Collected data:
....................
//! Typed expression variants used inside placeables.

use indexmap::IndexMap;

use crate::ast::pattern::PatternElement;
use crate::span::TokenRange;

/// The static type of an expression, used when matching function arguments
/// against declared parameters.
#[derive(Debug, Clone, Copy, PartialEq, Eq, Hash)]
pub enum ValueType {
    String,
    Number,
}

impl std::fmt::Display for ValueType {
    fn fmt(&self, f: &mut std::fmt::Formatter<'_>) -> std::fmt::Result {
        match self {
            ValueType::String => write!(f, "STRING"),
            ValueType::Number => write!(f, "NUMBER"),
        }
    }
}

/// What a plain reference points at.
#[derive(Debug, Clone, Copy, PartialEq, Eq, Hash)]
pub enum ReferenceKind {
    Message,
    Attribute,
    Variable,
}

/// One branch of a select expression. Exactly one variant per select carries
/// `default = true`.
#[derive(Debug, Clone, PartialEq)]
pub struct Variant {
    pub key: Expression,
    pub elements: Vec<PatternElement>,
    pub default: bool,
    pub range: TokenRange,
}

/// An expression node with its provenance.
#[derive(Debug, Clone, PartialEq)]
pub struct Expression {
    pub kind: ExprKind,
    pub range: TokenRange,
}

#[derive(Debug, Clone, PartialEq)]
pub enum ExprKind {
    /// A quoted string literal, already unescaped.
    StringLiteral(String),
    /// An integer literal. Numbers without a decimal point parse as integers.
    IntLiteral(i64),
    /// A floating point literal. Numbers with a decimal point parse as
    /// IEEE-754 doubles.
    FloatLiteral(f64),
    /// `name`, `name.attr` or `$name`.
    Reference {
        kind: ReferenceKind,
        name: String,
        attribute: Option<String>,
    },
    /// `-name`, `-name.attr` or `-name(arg: value, …)`. Inlined away by the
    /// pattern builder unless term expansion is disabled.
    TermReference {
        name: String,
        attribute: Option<String>,
        arguments: IndexMap<String, Expression>,
    },
    /// `NAME(expr, name: expr, …)`. Arguments keep source order; named ones
    /// carry their parameter name.
    FunctionReference {
        name: String,
        arguments: Vec<(Option<String>, Expression)>,
    },
    /// `selector -> [key] value … *[key] value`.
    Select {
        selector: Box<Expression>,
        variants: Vec<Variant>,
    },
    /// A sequence of pattern elements standing in for an inlined term.
    /// Produced only by term expansion, never by the parser.
    Compound(Vec<PatternElement>),
}

impl Expression {
    pub fn new(kind: ExprKind, range: TokenRange) -> Self {
        Self { kind, range }
    }

    /// A synthetic string literal, for programmatically built contexts.
    pub fn string(value: impl Into<String>) -> Self {
        Self::new(ExprKind::StringLiteral(value.into()), TokenRange::SYNTHETIC)
    }

    /// A synthetic integer literal.
    pub fn integer(value: i64) -> Self {
        Self::new(ExprKind::IntLiteral(value), TokenRange::SYNTHETIC)
    }

    /// A synthetic float literal.
    pub fn float(value: f64) -> Self {
        Self::new(ExprKind::FloatLiteral(value), TokenRange::SYNTHETIC)
    }

    /// A synthetic compound of pattern elements.
    pub fn compound(elements: Vec<PatternElement>) -> Self {
        Self::new(ExprKind::Compound(elements), TokenRange::SYNTHETIC)
    }

    /// The default variant of a select expression, if this is one.
    pub fn default_variant(&self) -> Option<&Variant> {
        match &self.kind {
            ExprKind::Select { variants, .. } => variants.iter().find(|v| v.default),
            _ => None,
        }
    }
}

#[cfg(test)]
mod tests {
    use super::*;

    #[test]
    fn test_synthetic_constructors_carry_sentinel_range() {
        assert!(Expression::string("x").range.is_synthetic());
        assert!(Expression::integer(3).range.is_synthetic());
        assert!(Expression::float(0.5).range.is_synthetic());
    }

    #[test]
    fn test_default_variant_lookup() {
        let select = Expression::new(
            ExprKind::Select {
                selector: Box::new(Expression::string("x")),
                variants: vec![
                    Variant {
                        key: Expression::string("a"),
                        elements: vec![],
                        default: false,
                        range: TokenRange::SYNTHETIC,
                    },
                    Variant {
                        key: Expression::string("b"),
                        elements: vec![],
                        default: true,
                        range: TokenRange::SYNTHETIC,
                    },
                ],
            },
            TokenRange::SYNTHETIC,
        );
        let default = select.default_variant().unwrap();
        assert_eq!(default.key, Expression::string("b"));
    }
}
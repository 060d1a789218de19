//! Subscription scope: memoized formatted values over watch channels.

use std::sync::Arc;

use dashmap::DashMap;
use tokio::sync::{mpsc, watch};
use tracing::{debug, warn};

use lingua_runtime::{FunctionRegistry, LocalizationFile};
use lingua_syntax::Expression;

use crate::variable::ReactiveVariable;

#[derive(Clone, PartialEq, Eq, Hash)]
struct MemoKey {
    name: String,
    attribute: Option<String>,
    functions: usize,
    variables: Vec<usize>,
}

/// Owns the active localization file and a memo table of live formatted
/// values.
///
/// Subscriptions created through [`LocalizationScope::formatted`] re-emit
/// whenever the file or any of their variables change. The scope must live
/// inside a tokio runtime; each distinct subscription drives one background
/// task.
pub struct LocalizationScope {
    file: watch::Sender<Arc<LocalizationFile>>,
    functions: Arc<FunctionRegistry>,
    memo: DashMap<MemoKey, watch::Receiver<String>>,
}

impl LocalizationScope {
    pub fn new(file: Arc<LocalizationFile>, functions: FunctionRegistry) -> Self {
        let (sender, _) = watch::channel(file);
        Self { file: sender, functions: Arc::new(functions), memo: DashMap::new() }
    }

    /// The current file snapshot.
    pub fn file(&self) -> Arc<LocalizationFile> {
        self.file.borrow().clone()
    }

    /// Swap the active file, typically after a locale change. Every live
    /// subscription recomputes against the new file.
    pub fn set_file(&self, file: Arc<LocalizationFile>) {
        debug!("swapping active localization file");
        let _ = self.file.send(file);
    }

    /// Number of live distinct subscriptions.
    pub fn subscription_count(&self) -> usize {
        self.memo.len()
    }

    /// A formatted value for `name`, re-emitted on every input change.
    /// Identical subscriptions share one computation and its latest value.
    pub fn formatted(
        &self,
        name: &str,
        variables: &[ReactiveVariable],
    ) -> watch::Receiver<String> {
        self.subscription(name, None, variables)
    }

    /// Like [`LocalizationScope::formatted`], for `name.attribute`.
    pub fn formatted_attr(
        &self,
        name: &str,
        attribute: &str,
        variables: &[ReactiveVariable],
    ) -> watch::Receiver<String> {
        self.subscription(name, Some(attribute), variables)
    }

    fn subscription(
        &self,
        name: &str,
        attribute: Option<&str>,
        variables: &[ReactiveVariable],
    ) -> watch::Receiver<String> {
        let key = MemoKey {
            name: name.to_string(),
            attribute: attribute.map(str::to_string),
            functions: Arc::as_ptr(&self.functions) as usize,
            variables: variables.iter().map(ReactiveVariable::identity).collect(),
        };
        self.memo
            .entry(key)
            .or_insert_with(|| self.spawn_subscription(name, attribute, variables))
            .clone()
    }

    fn spawn_subscription(
        &self,
        name: &str,
        attribute: Option<&str>,
        variables: &[ReactiveVariable],
    ) -> watch::Receiver<String> {
        let name = name.to_string();
        let attribute = attribute.map(str::to_string);
        let functions = Arc::clone(&self.functions);
        let file_rx = self.file.subscribe();
        let inputs: Vec<(String, watch::Receiver<Expression>)> = variables
            .iter()
            .map(|variable| (variable.name().to_string(), variable.subscribe()))
            .collect();

        // Forwarder receivers are taken before the initial value is
        // computed, so a change landing in between still produces a tick.
        let file_forward = self.file.subscribe();
        let value_forwards: Vec<_> = inputs.iter().map(|(_, rx)| rx.clone()).collect();

        let initial = compute(&name, attribute.as_deref(), &functions, &file_rx, &inputs);
        let (out_tx, out_rx) = watch::channel(initial);

        // One forwarder per input funnels change ticks into the recompute
        // loop; the loop drains pending ticks so bursts collapse to the
        // latest snapshot.
        let (tick_tx, mut tick_rx) = mpsc::channel::<()>(8);
        spawn_forwarder(file_forward, tick_tx.clone());
        for rx in value_forwards {
            spawn_forwarder(rx, tick_tx.clone());
        }
        drop(tick_tx);

        tokio::spawn(async move {
            while tick_rx.recv().await.is_some() {
                while tick_rx.try_recv().is_ok() {}
                let value = compute(&name, attribute.as_deref(), &functions, &file_rx, &inputs);
                if out_tx.send(value).is_err() {
                    break;
                }
            }
            debug!(name = %name, "formatted subscription closed");
        });

        out_rx
    }
}

fn spawn_forwarder<T: Send + Sync + 'static>(mut rx: watch::Receiver<T>, tick: mpsc::Sender<()>) {
    tokio::spawn(async move {
        while rx.changed().await.is_ok() {
            if tick.send(()).await.is_err() {
                break;
            }
        }
    });
}

fn compute(
    name: &str,
    attribute: Option<&str>,
    functions: &FunctionRegistry,
    file_rx: &watch::Receiver<Arc<LocalizationFile>>,
    inputs: &[(String, watch::Receiver<Expression>)],
) -> String {
    let file = file_rx.borrow().clone();
    let result = match attribute {
        None => file.format(name, |builder| {
            builder.functions(functions);
            for (var_name, rx) in inputs {
                builder.variable(var_name, rx.borrow().clone());
            }
        }),
        Some(attribute) => file.format_attr(name, attribute, |builder| {
            builder.functions(functions);
            for (var_name, rx) in inputs {
                builder.variable(var_name, rx.borrow().clone());
            }
        }),
    };
    match result {
        Ok(value) => value,
        Err(error) => {
            warn!(name, %error, "formatting failed, emitting placeholder");
            match attribute {
                None => format!("<{name}>"),
                Some(attribute) => format!("<{name}.{attribute}>"),
            }
        }
    }
}

impl std::fmt::Debug for LocalizationScope {
    fn fmt(&self, f: &mut std::fmt::Formatter<'_>) -> std::fmt::Result {
        f.debug_struct("LocalizationScope")
            .field("subscriptions", &self.memo.len())
            .finish_non_exhaustive()
    }
}
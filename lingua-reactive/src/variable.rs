//! Observable input variables.

use std::sync::Arc;

use tokio::sync::watch;

use lingua_syntax::Expression;

/// A named variable whose changes re-trigger every formatted value that
/// subscribed to it. Clones share the same underlying channel, and that
/// shared identity is what the scope's memo table keys on.
#[derive(Clone)]
pub struct ReactiveVariable {
    name: String,
    sender: Arc<watch::Sender<Expression>>,
}

impl ReactiveVariable {
    pub fn new(name: &str, initial: Expression) -> Self {
        let (sender, _) = watch::channel(initial);
        Self { name: name.to_string(), sender: Arc::new(sender) }
    }

    pub fn string(name: &str, value: impl Into<String>) -> Self {
        Self::new(name, Expression::string(value))
    }

    pub fn integer(name: &str, value: i64) -> Self {
        Self::new(name, Expression::integer(value))
    }

    pub fn name(&self) -> &str {
        &self.name
    }

    /// Replace the value, waking all subscriptions.
    pub fn set(&self, value: Expression) {
        // Send only fails without receivers, which just means nobody is
        // listening yet.
        let _ = self.sender.send(value);
    }

    pub fn set_string(&self, value: impl Into<String>) {
        self.set(Expression::string(value));
    }

    pub fn set_integer(&self, value: i64) {
        self.set(Expression::integer(value));
    }

    /// Current value snapshot.
    pub fn get(&self) -> Expression {
        self.sender.borrow().clone()
    }

    pub(crate) fn subscribe(&self) -> watch::Receiver<Expression> {
        self.sender.subscribe()
    }

    /// Stable identity of the underlying channel, shared by clones.
    pub(crate) fn identity(&self) -> usize {
        Arc::as_ptr(&self.sender) as usize
    }
}

impl std::fmt::Debug for ReactiveVariable {
    fn fmt(&self, f: &mut std::fmt::Formatter<'_>) -> std::fmt::Result {
        f.debug_struct("ReactiveVariable").field("name", &self.name).finish_non_exhaustive()
    }
}
/// Turn raw pieces into pattern elements: leading blanks of every line are
/// trimmed, text runs merge, and each continuation line contributes its
/// newline through a block element.
pub(crate) fn build_elements(pieces: &[Piece]) -> Vec<PatternElement> {
    let mut sink = ElementSink::new();
    let mut at_line_start = true;
    for piece in pieces {
        match &piece.kind {
            PieceKind::Blank(text) => {
                if !at_line_start {
                    sink.append_text(text, piece.range);
                }
            }
            PieceKind::Text(text) => {
                at_line_start = false;
                sink.append_text(text, piece.range);
            }
            PieceKind::Placeable(expression) => {
                at_line_start = false;
                sink.flush_text();
                sink.push(PatternElement::new(
                    ElementKind::Placeable(expression.clone()),
                    piece.range,
                ));
            }
            PieceKind::Newline => {
                if !sink.text.is_empty() {
                    sink.flush_text();
                } else if sink.pending_block {
                    // A blank continuation line still renders its newline.
                    let range = piece.range;
                    sink.push(PatternElement::new(ElementKind::Text(String::new()), range));
                }
                sink.pending_block = true;
                at_line_start = true;
            }
        }
    }
    sink.flush_text();
    sink.elements
}

/// One step on the expansion path. Identity includes the owning term so
/// same-named attributes of different terms stay distinct; rendering shows
/// the step the way it was written.
#[derive(Debug, Clone, PartialEq, Eq)]
enum PathStep {
    Term(String),
    Attribute { term: String, name: String },
}

impl std::fmt::Display for PathStep {
    fn fmt(&self, f: &mut std::fmt::Formatter<'_>) -> std::fmt::Result {
        match self {
            PathStep::Term(name) => write!(f, "-{name}"),
            PathStep::Attribute { name, .. } => write!(f, ".{name}"),
        }
    }
}

fn render_cycle(visited: &[PathStep], repeated: &PathStep) -> String {
    let mut path = String::new();
    for step in visited.iter().chain(std::iter::once(repeated)) {
        if !path.is_empty() {
            path.push_str(" -> ");
        }
        path.push_str(&step.to_string());
    }
    path
}

fn expand_elements(
    elements: &[PatternElement],
    args: &IndexMap<String, Expression>,
    terms: &IndexMap<String, Term>,
    visited: &mut Vec<PathStep>,
) -> Result<Vec<PatternElement>> {
    elements
        .iter()
        .map(|element| expand_element(element, args, terms, visited))
        .collect()
}

fn expand_element(
    element: &PatternElement,
    args: &IndexMap<String, Expression>,
    terms: &IndexMap<String, Term>,
    visited: &mut Vec<PathStep>,
) -> Result<PatternElement> {
    match &element.kind {
        ElementKind::Placeable(expression) => match &expression.kind {
            ExprKind::TermReference { name, attribute, arguments } => {
                let term = terms.get(name).ok_or_else(|| SyntaxError::UnresolvedTerm {
                    name: format!("-{name}"),
                    range: expression.range,
                })?;
                let (step, target) = match attribute {
                    None => (PathStep::Term(name.clone()), &term.elements),
                    Some(attr) => {
                        let attribute =
                            term.attributes.get(attr).ok_or_else(|| SyntaxError::UnresolvedTerm {
                                name: format!("-{name}.{attr}"),
                                range: expression.range,
                            })?;
                        (
                            PathStep::Attribute { term: name.clone(), name: attr.clone() },
                            &attribute.elements,
                        )
                    }
                };
                if visited.contains(&step) {
                    return Err(SyntaxError::Cycle { path: render_cycle(visited, &step) });
                }
                // Argument expressions are substituted in the caller's scope
                // before they travel into the term.
                let call_args: IndexMap<String, Expression> = arguments
                    .iter()
                    .map(|(name, value)| (name.clone(), substitute(value, args)))
                    .collect();
                visited.push(step);
                let expanded = expand_elements(target, &call_args, terms, visited);
                visited.pop();
                Ok(PatternElement::new(
                    ElementKind::Placeable(Expression::new(
                        ExprKind::Compound(expanded?),
                        expression.range,
                    )),
                    element.range,
                ))
            }
            ExprKind::Reference { kind: ReferenceKind::Variable, name, .. } => {
                match args.get(name) {
                    // Bound by the call: substitute the argument expression.
                    Some(bound) => Ok(PatternElement::new(
                        ElementKind::Placeable(bound.clone()),
                        element.range,
                    )),
                    // Unbound: runtime variables still apply.
                    None => Ok(element.clone()),
                }
            }
            _ => Ok(element.clone()),
        },
        ElementKind::Block(inner) => {
            let inner = expand_element(inner, args, terms, visited)?;
            Ok(PatternElement::new(ElementKind::Block(Box::new(inner)), element.range))
        }
        ElementKind::Text(_) => Ok(element.clone()),
    }
}

fn substitute(expression: &Expression, args: &IndexMap<String, Expression>) -> Expression {
    match &expression.kind {
        ExprKind::Reference { kind: ReferenceKind::Variable, name, .. } => {
            args.get(name).cloned().unwrap_or_else(|| expression.clone())
        }
        _ => expression.clone(),
    }
}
....................
▸ **REQUIREMENT**: Look through the records for the word "target". Every line that has it should be copied.

▸ **EXPECTED OUTPUT**:
                let (step, target) = match attribute {
                let expanded = expand_elements(target, &call_args, terms, visited);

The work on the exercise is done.